END; This block changes the Likelihood Settings (Lset), by setting the base frequencies at equilibrium (Base), the number of substitution types (Nst), the rate matrix of instantaneous substitution rates (Rmat), the among site rate variation (Rates), the shape of the gamma distribution (Shape), and the proportion of invariant sites (Pinvar). 2. Copy the PAUP block from the text file. Edit your Nexus file in PAUP* (or a text editor) and paste the PAUP block from Modeltest directly into it. It can go after any END; statement. 3. Execute the newly-edited sequence file in PAUP* again. 4. Set the search criterion to maximum likelihood: set criterion = likelihood; 5. Then do a heuristic search hs; Fit the Parameter Values Along with Finding the Tree It is also possible for PAUP* to search for the parameter values at the same time as it searches for the best tree using the model - but not the parameter values- chosen by Modeltest. The following Lset command will require PAUP to estimate the base frequencies, rate matrix, shape of the gamma distribution, and proportion of invariant sites: Lset Base=estimate Nst=6 Rmat=estimate Rates=gamma Shape=estimate Pinvar=estimate; If you ran this, are you still waiting?
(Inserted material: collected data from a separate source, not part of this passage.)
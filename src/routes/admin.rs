use actix_web::{web, HttpRequest, HttpResponse};

use super::{authenticate, parse_course_id, revalidate, AppState};
use crate::error::ActionError;
use crate::models::{SuccessResponse, UpdateCourseRequest};
use crate::services::courses;

/// Configure administrator routes
pub fn configure(cfg: &mut web::ServiceConfig) {
    cfg.service(
        web::scope("/admin/courses")
            .route("/pending", web::get().to(list_pending))
            .route("/{id}", web::patch().to(update_course))
            .route("/{id}", web::delete().to(delete_course))
            .route("/{id}/approve", web::post().to(approve_course)),
    );
}

async fn list_pending(
    state: web::Data<AppState>,
    http_req: HttpRequest,
) -> Result<HttpResponse, ActionError> {
    let caller = authenticate(&state, &http_req).await?;

    let pending = courses::list_pending_courses(state.store.as_ref(), &caller).await?;

    Ok(HttpResponse::Ok().json(SuccessResponse::with_data("Pending courses", pending)))
}

async fn update_course(
    state: web::Data<AppState>,
    http_req: HttpRequest,
    path: web::Path<String>,
    body: web::Json<UpdateCourseRequest>,
) -> Result<HttpResponse, ActionError> {
    let caller = authenticate(&state, &http_req).await?;
    let course_id = parse_course_id(&path)?;

    let course =
        courses::update_course(state.store.as_ref(), &caller, course_id, body.into_inner())
            .await?;
    revalidate(&state, course_id).await;

    Ok(HttpResponse::Ok().json(SuccessResponse::with_data("Course updated successfully", course)))
}

async fn approve_course(
    state: web::Data<AppState>,
    http_req: HttpRequest,
    path: web::Path<String>,
) -> Result<HttpResponse, ActionError> {
    let caller = authenticate(&state, &http_req).await?;
    let course_id = parse_course_id(&path)?;

    courses::approve_course(state.store.as_ref(), &caller, course_id).await?;
    revalidate(&state, course_id).await;

    Ok(HttpResponse::Ok().json(SuccessResponse::message("Course approved successfully")))
}

async fn delete_course(
    state: web::Data<AppState>,
    http_req: HttpRequest,
    path: web::Path<String>,
) -> Result<HttpResponse, ActionError> {
    let caller = authenticate(&state, &http_req).await?;
    let course_id = parse_course_id(&path)?;

    courses::delete_course(state.store.as_ref(), &caller, course_id).await?;
    revalidate(&state, course_id).await;

    Ok(HttpResponse::Ok().json(SuccessResponse::message("Course deleted successfully")))
}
Yeah this takes way too long. Just stop it. Why do you think it takes so much longer? If you did let it finish would the best tree have a higher or lower likelihood than with the fixed parameter values? What are the advantages of each method? If you try to estimate all of these at once, it will take an extremely long time (it is even possible, with this much uncertainty, that the search will never converge and go on forever.) If you want to try this, it is probably better to try just one or two parameters at a time. It will still probably take a while. Likelihood searches are pretty slow.